When I was working on my Kalamazoo presentation last spring, I was looking for references to famines or malnutrition. Bede’s History is pretty pitiful in this regard. He only records two famines, one before the arrival of the English and the second when Bishop Wilfrid first came to Sussex. As we will see below, this famine is more than suspect.

“For three years before his coming to the kingdom no rain had fallen in those parts, so that a most terrible famine assailed the populace and pitilessly destroyed them. For example it was said that forty or fifty men, wasted with hunger, would go together to some precipice or to the sea shore where in their misery they would join hands and leap into the sea, perishing wretchedly either by the fall or drowning. But on the very day on which the people received the baptism of the faith, a gentle but ample rain fell; the earth revived, the fields once more became green, and happy and fruitful season followed. So, casting off their ancient superstitions and renouncing idolatry, ‘the heart and flesh of all rejoiced in the living God’; for they realized the He who was the true God had, by His heavenly grace, endowed them with both outward and inward blessings.

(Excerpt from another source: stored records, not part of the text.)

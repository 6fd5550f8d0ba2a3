//! Configuration for constructing a rate limiter.

use serde::{Deserialize, Serialize};

use crate::error::{RateKeeperError, Result};
use crate::ratelimit::RateLimit;

/// Top-level limiter configuration.
#[derive(Debug, Clone, Serialize, Deserialize)]
pub struct LimiterConfig {
    /// Master switch: when false, every evaluation is allowed without
    /// touching the store. Useful for deterministic testing.
    #[serde(default = "default_enabled")]
    pub enabled: bool,

    /// Prefix for all composite store keys.
    #[serde(default = "default_key_prefix")]
    pub key_prefix: String,

    /// Which store implementation to use.
    #[serde(default)]
    pub store: StoreConfig,

    /// Limits applied to every event, after any caller-supplied ones.
    #[serde(default)]
    pub rules: Vec<RuleConfig>,
}

impl Default for LimiterConfig {
    fn default() -> Self {
        Self {
            enabled: default_enabled(),
            key_prefix: default_key_prefix(),
            store: StoreConfig::default(),
            rules: Vec::new(),
        }
    }
}

fn default_enabled() -> bool {
    true
}

fn default_key_prefix() -> String {
    "ratekeeper".to_string()
}

/// Store selection.
#[derive(Debug, Clone, Default, PartialEq, Serialize, Deserialize)]
#[serde(tag = "kind", rename_all = "lowercase")]
pub enum StoreConfig {
    /// In-process store; each process enforces the full limit on its own.
    #[default]
    Memory,
    /// Redis-backed store shared across processes.
    Redis {
        /// Redis connection URL (e.g. "redis://127.0.0.1/")
        url: String,
    },
}

/// A declaratively configured rate limit rule.
#[derive(Debug, Clone, Serialize, Deserialize)]
pub struct RuleConfig {
    /// Maximum number of events per period
    pub count: u32,
    /// Period length in seconds
    pub period_secs: i64,
    /// Optional name/description for this rule
    #[serde(default)]
    pub name: Option<String>,
}

impl RuleConfig {
    /// Build the runtime rule, validating count and period.
    pub fn to_limit(&self) -> Result<RateLimit> {
        let limit = RateLimit::new(self.count, chrono::Duration::seconds(self.period_secs))?;
        Ok(match &self.name {
            Some(name) => limit.with_name(name.clone()),
            None => limit,
        })
    }
}

impl LimiterConfig {
    /// Load configuration from a YAML file.
    pub fn from_file(path: &str) -> Result<Self> {
        let contents = std::fs::read_to_string(path)?;
        Self::from_yaml(&contents)
    }

    /// Load configuration from a YAML string.
    pub fn from_yaml(yaml: &str) -> Result<Self> {
        serde_yaml::from_str(yaml)
            .map_err(|e| RateKeeperError::Config(format!("Failed to parse limiter config: {}", e)))
    }

    /// Build the configured default limits.
    pub fn default_limits(&self) -> Result<Vec<RateLimit>> {
        self.rules.iter().map(RuleConfig::to_limit).collect()
    }
}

The hagiographical tools are hard to miss. A drought induced famine that is only relieved by a gentle ample rain that began on the day of the first baptisms. A three-year drought without a single drop of rain, in coastal Sussex? I find a three-year drought hard to believe anywhere in England. Then there are the very strange ‘suicides’. According to Bede its desperation that drove 40-50 men who hold hands and jump off a cliff into the sea. A single person might be driven to suicide but a whole group of only men? I have to wonder if these were not pagan sacrifices to the sea, perhaps of slaves or prisoners of war who were tied together. The suicide story could have come up when Bishop Wilfrid’s party inquired about bones scattered on the shore.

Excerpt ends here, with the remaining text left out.